Figures presented to the Board of Elementary and Secondary Education Tuesday showed 911,432 students enrolled across the state's 400 school districts as of Oct. 1, about 4% below the October 2019 numbers.
By contrast, enrollment decreased by under 3,000 students in each of the past two years.
Almost half -- about 46% -- of the decline is composed of pre-K and kindergarten students. Pre-kindergarten enrollment is down more than 30 percent over last year, falling to 21,177 from 30,616, the department's data shows.
Education Commissioner Jeff Riley, however, said he expects many of those children will be back in the public school system next year. Many parents have chosen to homeschool their children this year due to the coronavirus pandemic or sent them to in-state private schools that offer in-person learning, according to Riley.
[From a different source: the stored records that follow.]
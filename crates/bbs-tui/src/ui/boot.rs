//! Boot screen
//!
//! The typed greeting with its blinking block cursor.

use bbs_core::Timestamp;
use ratatui::{
    Frame,
    layout::Rect,
    text::{Line, Span},
    widgets::{Block, Padding, Paragraph, Wrap},
};

use super::{CURSOR, phosphor};
use crate::App;

/// Render the boot screen.
pub fn render<I: Timestamp>(frame: &mut Frame, app: &App<I>, area: Rect, now: I) {
    let Some(boot) = app.boot() else {
        return;
    };

    let mut spans = vec![Span::styled(boot.prompt().visible_text().to_owned(), phosphor())];
    if boot.cursor_visible(now) {
        spans.push(Span::styled(CURSOR, phosphor()));
    }

    let paragraph = Paragraph::new(Line::from(spans))
        .wrap(Wrap { trim: false })
        .block(Block::default().padding(Padding::uniform(1)));

    frame.render_widget(paragraph, area);
}

#[cfg(test)]
mod tests {
    use std::time::{Duration, Instant};

    use bbs_app::{AppConfig, AppEvent};

    use super::*;
    use crate::ui::test_support::screen;

    #[test]
    fn prompt_types_with_cursor() {
        let t0 = Instant::now();
        let mut app = App::new(AppConfig::default(), false);
        app.start(t0);

        // Five chars at 40ms each.
        let now = t0 + Duration::from_millis(200);
        app.handle(AppEvent::Tick, now);
        let text = screen(&app, now);

        assert!(text.contains(&format!("Hello{CURSOR}")));
        assert!(!text.contains("Hello!"));
    }

    #[test]
    fn cursor_disappears_once_typed() {
        let t0 = Instant::now();
        let mut app = App::new(AppConfig::default(), false);
        app.start(t0);

        let now = t0 + Duration::from_secs(5);
        app.handle(AppEvent::Tick, now);
        let text = screen(&app, now);

        assert!(text.contains("Hello! Press any key to continue."));
        assert!(!text.contains(CURSOR));
    }
}
//! Application input events.
//!
//! This module defines [`AppEvent`], the complete set of inputs that drive
//! the [`crate::App`] state machine.
//!
//! Events originate from two distinct sources:
//! - User interactions (keyboard, mouse, resize) and system ticks.
//! - Completion of the post fetch requested by the app.

use bbs_posts::PostSummary;

use crate::KeyInput;

/// Events processed by the App state machine.
#[derive(Debug, Clone, PartialEq, Eq)]
pub enum AppEvent {
    /// Keyboard input.
    Key(KeyInput),

    /// Mouse click anywhere.
    Click,

    /// Periodic tick. Advances animations.
    Tick,

    /// Terminal resize (columns, rows).
    Resize(u16, u16),

    /// Published posts arrived, in display order.
    PostsLoaded {
        /// Posts to show.
        posts: Vec<PostSummary>,
    },

    /// The post fetch failed.
    PostsFailed {
        /// Error description (logged, not shown).
        message: String,
    },
}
At 7,188, the number of students recorded as exiting their districts for home-schooling this year is about nine times the 802 logged last year. Transfers to Massachusetts private schools shot up from 7,299 to 13,166.
Thirteen percent of parents who responded to a recent MassINC poll said they'd enrolled a child in a different school than normal this year because of COVID-19.
The number of students who will re-enroll after leaving pubic school districts this year will not be available until November 2021.
October enrollment figures help determine how much money a school district receives from the state, with much of the aid distributed on a per-student basis.
Any funding implications from lower enrollments would not play out until next year's budget cycle. An education finance reform overhaul signed into law a year ago with the goal of steering more money into the K-12 school system was put on hold this year after the COVID-19 crisis battered the state's economy.